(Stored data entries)

*** Block opens ***

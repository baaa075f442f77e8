//! Port traits: the boundary between the dispatch core and the transport.
//!
//! ```text
//!   Issuer ──▶ LinkSession ──▶ DispatchNotifier ──▶ transport thread
//! ```
//!
//! The core never pushes bytes itself.  After a command is enqueued it
//! rings the notifier; the transport adapter decides how to wake up and
//! when to call [`LinkSession::next_to_send`](super::session::LinkSession::next_to_send).

/// Wakes the transport thread when there may be work to transmit.
///
/// Called from issuer threads, so implementations must be cheap and must
/// not block.
pub trait DispatchNotifier: Send + Sync {
    fn command_enqueued(&self);
}

/// A notifier for transports that poll [`has_pending`](super::queue::DispatchQueue::has_pending)
/// on their own schedule.
pub struct NullNotifier;

impl DispatchNotifier for NullNotifier {
    fn command_enqueued(&self) {}
}

impl<N: DispatchNotifier + ?Sized> DispatchNotifier for std::sync::Arc<N> {
    fn command_enqueued(&self) {
        (**self).command_enqueued();
    }
}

*** Block closes ***

Copy every line of the records above, starting with the first, up to and including the line containing "is enqueued it".

(Written solution)
repository baaa075f442f77e8
//! Port traits: the boundary between the dispatch core and the transport.
//!
//! ```text
//!   Issuer ──▶ LinkSession ──▶ DispatchNotifier ──▶ transport thread
//! ```
//!
//! The core never pushes bytes itself.  After a command is enqueued it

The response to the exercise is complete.